At GroundedAI, we believe in the responsible development of artificial intelligence (AI) through rigorous evaluation frameworks. Our mission is to push the boundaries of generative AI while ensuring it remains grounded in ethical principles and transparency.
This repository houses a collection of Jupyter Notebooks that demonstrate how to leverage our small language models as judges for evaluating large language model (LLM) applications. By using these lightweight models, we aim to provide a scalable and cost-effective solution for assessing the quality, safety, and adherence to ethical standards of LLM outputs.
- Evaluation Notebooks: Step-by-step guides on using small language models for evaluating LLM applications, covering tasks such as toxicity detection, rag-relevance-etc.

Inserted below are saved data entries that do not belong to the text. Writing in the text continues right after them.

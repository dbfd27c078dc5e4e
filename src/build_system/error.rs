// Error taxonomy for the dartbuild build system
// Configuration, toolchain, launch and batch failures are kept as distinct variants

use std::path::PathBuf;
use thiserror::Error;

use crate::build_system::environment::ToolchainError;
use crate::build_system::outcome::RunOutcome;
use crate::build_system::process::LaunchError;

/// Errors raised by the build system and its orchestrators
#[derive(Debug, Error)]
pub enum BuildSystemError {
    #[error("Configuration error: {0}")]
    Configuration(String),

    #[error("Toolchain error: {0}")]
    Toolchain(#[from] ToolchainError),

    #[error("Invalid glob pattern '{pattern}': {message}")]
    InvalidPattern { pattern: String, message: String },

    #[error("Output directory is not a directory: {}", .0.display())]
    OutputNotDirectory(PathBuf),

    #[error("Unable to find a compile source root for '{}' (roots: {roots})", .source_file.display())]
    SourceOutsideRoots { source_file: PathBuf, roots: String },

    #[error("Failed to launch process for '{}': {source}", .candidate.display())]
    Launch {
        candidate: PathBuf,
        /// Outcomes of the candidates that ran before the launch failure
        completed: Vec<RunOutcome>,
        #[source]
        source: LaunchError,
    },

    #[error("{tool} returned error code {exit_code}")]
    ProcessFailed { tool: String, exit_code: i32 },

    #[error("Error scanning source root '{}': {message}", .root.display())]
    Scan { root: PathBuf, message: String },

    #[error("{context}: {source}")]
    Io {
        context: String,
        #[source]
        source: std::io::Error,
    },

    #[error("Config file error: {0}")]
    ConfigFile(String),

    #[error("Build failed: {0}")]
    BatchFailed(String),
}

impl BuildSystemError {
    /// Wrap an I/O error with a description of what was being attempted
    pub fn io(context: impl Into<String>, source: std::io::Error) -> Self {
        BuildSystemError::Io {
            context: context.into(),
            source,
        }
    }

    /// Fatal misconfiguration that must never be retried
    pub fn is_configuration_error(&self) -> bool {
        matches!(
            self,
            BuildSystemError::Configuration(_)
                | BuildSystemError::Toolchain(_)
                | BuildSystemError::InvalidPattern { .. }
                | BuildSystemError::OutputNotDirectory(_)
                | BuildSystemError::SourceOutsideRoots { .. }
                | BuildSystemError::ConfigFile(_)
        )
    }

    /// The external process could not be started at all
    pub fn is_launch_error(&self) -> bool {
        matches!(self, BuildSystemError::Launch { .. })
    }

    /// Outcomes collected before a batch was aborted, empty for any other error
    pub fn completed_outcomes(&self) -> &[RunOutcome] {
        match self {
            BuildSystemError::Launch { completed, .. } => completed,
            _ => &[],
        }
    }

    /// Attach the outcomes gathered so far to a launch error
    pub(crate) fn with_completed(self, outcomes: Vec<RunOutcome>) -> Self {
        match self {
            BuildSystemError::Launch {
                candidate, source, ..
            } => BuildSystemError::Launch {
                candidate,
                completed: outcomes,
                source,
            },
            other => other,
        }
    }
}

pub type BuildResult<T> = Result<T, BuildSystemError>;

#[cfg(test)]
mod tests {
    use super::*;

    #[test]
    fn test_error_categories() {
        let config = BuildSystemError::OutputNotDirectory(PathBuf::from("out"));
        assert!(config.is_configuration_error());
        assert!(!config.is_launch_error());

        let launch = BuildSystemError::Launch {
            candidate: PathBuf::from("web/main.dart"),
            completed: Vec::new(),
            source: LaunchError::new(
                PathBuf::from("dart2js"),
                std::io::Error::new(std::io::ErrorKind::NotFound, "missing"),
            ),
        };
        assert!(launch.is_launch_error());
        assert!(!launch.is_configuration_error());
        assert!(launch.to_string().contains("web/main.dart"));
        assert!(launch.completed_outcomes().is_empty());
        assert!(config.completed_outcomes().is_empty());
    }

    #[test]
    fn test_process_failed_message() {
        let err = BuildSystemError::ProcessFailed {
            tool: "Pub".to_string(),
            exit_code: 65,
        };
        assert_eq!(err.to_string(), "Pub returned error code 65");
    }
}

- Pretrained Models: Access to pretrained small language models optimized for critical benchmarks, ready for fine-tuning or direct use in evaluation pipelines.
- Customization: Flexibility to adapt the evaluation models and techniques to your specific domain or use case.
- Open Source: Transparent and collaborative development, enabling the global AI community to contribute and build upon our work.
To get started with GroundedAI's evaluation notebooks, follow these steps:
- Clone the repository:
git clone https://github.com/grounded-ai/slm-evaluator-cookbook.git
- Install dependencies:
pip install transformers accelerate peft flash-attn
- Explore the notebooks:
Open the Jupyter Notebook of your choice. Each notebook provides detailed prompt instructions and code examples for getting started evaluating LLM applications using small language models.
- Documentation: Keep up with our progress at https://groundedai.tech/
- Discord: Join our Discord server to engage with the GroundedAI community, get support, and stay updated on the latest developments.
This project is licensed under the MIT License.
At GroundedAI, we are committed to fostering a vibrant ecosystem for responsible AI development. By providing accessible evaluation tools and promoting transparency, we aim to shape the future of generative AI, grounded in ethical principles and fueled by collaborative efforts with the global AI community.